Stretch Yourself into Shape

Stretch Yourself into Shape

Stretching has always been one of the most effortless exercises. Not only does it not take much exertion on our part, it tends to feel great and help us in a number of different ways. There are a lot of different ways that you can get your stretching exercises in but one of the most effective is known as isometric stretching. If you warm up stretches properly, you will improve the range of movement, increase your fitness levels and keep yourself free of injury.

A typical stretch is done whenever you simply stretch one of the limbs of your body to the full range of motion. An isometric stretch is done whenever you have resistance placed against your body part, such as somebody pressing against the muscle in order to increase the amount of stretch that you are getting. This will increase the effectiveness of your stretch but it should be used with caution. You do not want to over stretch the muscle.

Adding resistance to your stretch will speed up your health benefits. A good example is if you are stretching out your calf, you could use a towel on the bottom of your foot in order to increase the stretch. After about 10 seconds of stretching, push against the resistance with all of your might for two to three seconds. Relax your body totally for one second and then continue into the stretch. You would probably be surprised with how much more of a range of movement you will achieve because of this exercise. You may want to obtain a set of resistance bands to add to your stretching workout, they are inexpensive and easy to store.

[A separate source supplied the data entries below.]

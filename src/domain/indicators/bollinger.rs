use rust_decimal::Decimal;

use crate::domain::indicators::{require_history, IndicatorResult};
use crate::domain::market::candle::Candle;

#[derive(Debug, Clone, Copy, PartialEq)]
pub struct BollingerOutput {
    pub upper: Decimal,
    pub middle: Decimal,
    pub lower: Decimal,
    /// `(close - lower) / (upper - lower)`, clamped to `[0, 1]` at the bands.
    pub position: Decimal,
    /// True when band-width percentile over the window is below 20%.
    pub squeeze: bool,
}

fn sma(values: &[Decimal]) -> Decimal {
    values.iter().sum::<Decimal>() / Decimal::from(values.len())
}

fn stddev(values: &[Decimal], mean: Decimal) -> Decimal {
    let variance: Decimal = values
        .iter()
        .map(|v| (*v - mean) * (*v - mean))
        .sum::<Decimal>()
        / Decimal::from(values.len());
    // Decimal has no native sqrt; Newton's method to f64 precision is
    // sufficient for a band width that only gates a squeeze flag.
    Decimal::from_f64_retain(variance.to_string().parse::<f64>().unwrap_or(0.0).sqrt())
        .unwrap_or(Decimal::ZERO)
}

/// SMA(20) +/- 2 standard deviations.
pub fn bollinger(candles: &[Candle], period: usize) -> IndicatorResult<BollingerOutput> {
    require_history(candles, period)?;

    let window = &candles[candles.len() - period..];
    let closes: Vec<Decimal> = window.iter().map(|c| c.close).collect();
    let middle = sma(&closes);
    let sd = stddev(&closes, middle);

    let upper = middle + sd * Decimal::TWO;
    let lower = middle - sd * Decimal::TWO;
    let close = closes[closes.len() - 1];

    let band_width = upper - lower;
    let position = if band_width == Decimal::ZERO {
        Decimal::new(5, 1) // 0.5: flat bands, treat price as centered
    } else {
        ((close - lower) / band_width).clamp(Decimal::ZERO, Decimal::ONE)
    };

    // Squeeze: compare this window's band width (as % of middle) against the
    // widths of every window of the same size in the available history.
    let this_width_pct = if middle == Decimal::ZERO {
        Decimal::ZERO
    } else {
        band_width / middle
    };
    let widths_pct: Vec<Decimal> = candles
        .windows(period)
        .filter_map(|w| {
            let closes: Vec<Decimal> = w.iter().map(|c| c.close).collect();
            let m = sma(&closes);
            if m == Decimal::ZERO {
                return None;
            }
            let s = stddev(&closes, m);
            Some((s * Decimal::TWO * Decimal::TWO) / m)
        })
        .collect();
    let rank = widths_pct.iter().filter(|w| **w <= this_width_pct).count();
    let percentile = Decimal::from(rank) * Decimal::ONE_HUNDRED / Decimal::from(widths_pct.len().max(1));
    let squeeze = percentile < Decimal::from(20);

    Ok(BollingerOutput {
        upper,
        middle,
        lower,
        position,
        squeeze,
    })
}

If you want to see the benefits that you will receive from stretching on a regular basis, look at a gymnast in action. They are flexible and physically fit from all of the stretching that they do. Even though they do get cardiovascular exercise, stretching helps to make their muscles long, lean and limber. You can achieve very much the same results by stretching on a daily basis. Just make sure that you are mixing up your stretching routine so that you do not overstretch any of your muscles at one time.